I am using evalf
and subs
for evaluating an expression.
result_1 = (1/x).evalf(subs={x: 3.0}, n=25)
result_2 = (1/x).subs(x, 3.0).evalf(25)
After evaluating the expression 1/x
using evalf first the result_1
is approxiamately equal to 0.3333333333333333333333333
(with the precision set to 25). But the result_2
is approxiamately equals to 0.3333333333333333148296163
.
I want to know how this works behid the scenes.
I would be greatful for any information and links to resources.

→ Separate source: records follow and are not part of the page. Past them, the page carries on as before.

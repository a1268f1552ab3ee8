//! Bucket definitions (`buckets.txt`)
//!
//! One bucket per line: `name [region [access_key [secret_key]]]`.

use super::error::LoadError;
use super::records;
use rawkit::BucketRegistration;
use std::path::Path;

/// A storage bucket to register
#[derive(Debug, Clone, PartialEq, Eq)]
pub struct BucketDefinition {
    pub name: String,
    pub region: Option<String>,
    pub access_key: Option<String>,
    pub secret_key: Option<String>,
}

impl BucketDefinition {
    /// Display URL of the bucket
    pub fn url(&self) -> String {
        format!("s3://{}", self.name)
    }

    pub fn registration(&self) -> BucketRegistration {
        BucketRegistration {
            name: self.name.clone(),
            region: self.region.clone(),
            access_key: self.access_key.clone(),
            secret_key: self.secret_key.clone(),
        }
    }
}

/// Parse the contents of a bucket file
///
/// Missing trailing fields are `None`; tokens past the secret key are ignored.
pub fn parse(content: &str, path: &Path) -> Result<Vec<BucketDefinition>, LoadError> {
    let mut buckets = Vec::new();

    for (_, tokens) in records(content, path) {
        let mut fields = tokens.into_iter().map(str::to_string);
        let Some(name) = fields.next() else {
            continue;
        };
        buckets.push(BucketDefinition {
            name,
            region: fields.next(),
            access_key: fields.next(),
            secret_key: fields.next(),
        });
    }

    super::ensure_unique("bucket", buckets.iter().map(|b| b.name.as_str()), path)?;
    Ok(buckets)
}
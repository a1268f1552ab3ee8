//! Execution planner - builds ordered, staged execution plans

use crate::resource::{BoxedResource, Resource};

/// Resources of one kind, applied together in declaration order
pub struct Stage<T: ?Sized> {
    /// Resource kind, passed to the state inspector
    pub kind: &'static str,
    pub resources: Vec<BoxedResource<T>>,
}

/// An execution plan: stages run strictly in order, one resource at a time
pub struct ExecutionPlan<T: ?Sized> {
    pub stages: Vec<Stage<T>>,
}

impl<T: ?Sized> ExecutionPlan<T> {
    /// Create a new empty plan
    pub fn new() -> Self {
        Self { stages: Vec::new() }
    }

    /// Append a stage; later stages may depend on earlier ones
    pub fn push_stage(&mut self, kind: &'static str, resources: Vec<BoxedResource<T>>) {
        self.stages.push(Stage { kind, resources });
    }

    /// Filter plan to only include resources matching a predicate
    ///
    /// Stage order is kept; stages left empty are kept too and skipped at
    /// execution time.
    pub fn filter<F>(self, predicate: F) -> Self
    where
        F: Fn(&str, &dyn Resource<T>) -> bool,
    {
        Self {
            stages: self
                .stages
                .into_iter()
                .map(|stage| Stage {
                    kind: stage.kind,
                    resources: stage
                        .resources
                        .into_iter()
                        .filter(|r| predicate(stage.kind, r.as_ref()))
                        .collect(),
                })
                .collect(),
        }
    }

    /// Filter plan to only include resources matching a target pattern
    ///
    /// Target format: "kind" or "kind.name"
    pub fn filter_by_target(self, target: Option<&str>) -> Self {
        match target {
            None => self,
            Some(t) => {
                let (kind, name) = parse_target(t);
                self.filter(|stage_kind, r| {
                    matches_filter(stage_kind, r, kind.as_deref(), name.as_deref())
                })
            }
        }
    }

    /// Total number of resources in the plan
    pub fn total_resources(&self) -> usize {
        self.stages.iter().map(|s| s.resources.len()).sum()
    }

    /// Check if plan is empty
    pub fn is_empty(&self) -> bool {
        self.total_resources() == 0
    }
}

impl<T: ?Sized> Default for ExecutionPlan<T> {
    fn default() -> Self {
        Self::new()
    }
}

/// Parse a target string like "kind.name" into (kind, name)
///
/// Only the first dot separates kind from name, so names may contain dots.
pub fn parse_target(target: &str) -> (Option<String>, Option<String>) {
    match target.split_once('.') {
        None => (Some(target.to_string()), None),
        Some((kind, name)) => (Some(kind.to_string()), Some(name.to_string())),
    }
}

/// Check if a resource matches the filter criteria
fn matches_filter<T: ?Sized>(
    stage_kind: &str,
    resource: &dyn Resource<T>,
    kind: Option<&str>,
    name: Option<&str>,
) -> bool {
    if let Some(k) = kind
        && stage_kind != k
    {
        return false;
    }

    if let Some(n) = name
        && resource.id() != n
    {
        return false;
    }

    true
}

Let's focus on this line of code:
result_1 = (1/x).evalf(subs={x: 3.0}, n=25)
{x: 3.0}
gets processed by evalf
, which creates a new dictionary where all float numbers will have some specified precision. Essentially, the new dictionary looks like: {x: Float(3.0, precision=29)}
. Note that I used precision=29
. This is not an error: as of sympy 1.12, evalf
increases the precision by 4 units.
Then, this dictionary is substituted into the expression, like this: (1/x).subs({x: Float(3.0, precision=29)})
: this trigger an evaluation resulting in a new floating point number with precision n=29. Finally, evalf
evaluates the result up to the user specified precision, in this case n=25.
Your second line of code:
result_2 = (1/x).subs(x, 3.0).evalf(25)
Here, subs
is going to sympify the number 3.0 to a Float(3.0, precision=15)
(default precision). This number gets substituted in the expression, which triggers an evaluation, resulting in a new Float number with precision=15. Finally, evalf
evaluates that number up to precision n=25.
The main difference is that the first line of code produces an exact result up to the specified precision, n=25, whereas the second number is just some approximation, because the initial evaluation was performed with precision=15.
Reference: source code, specifically sympy/core/eval.py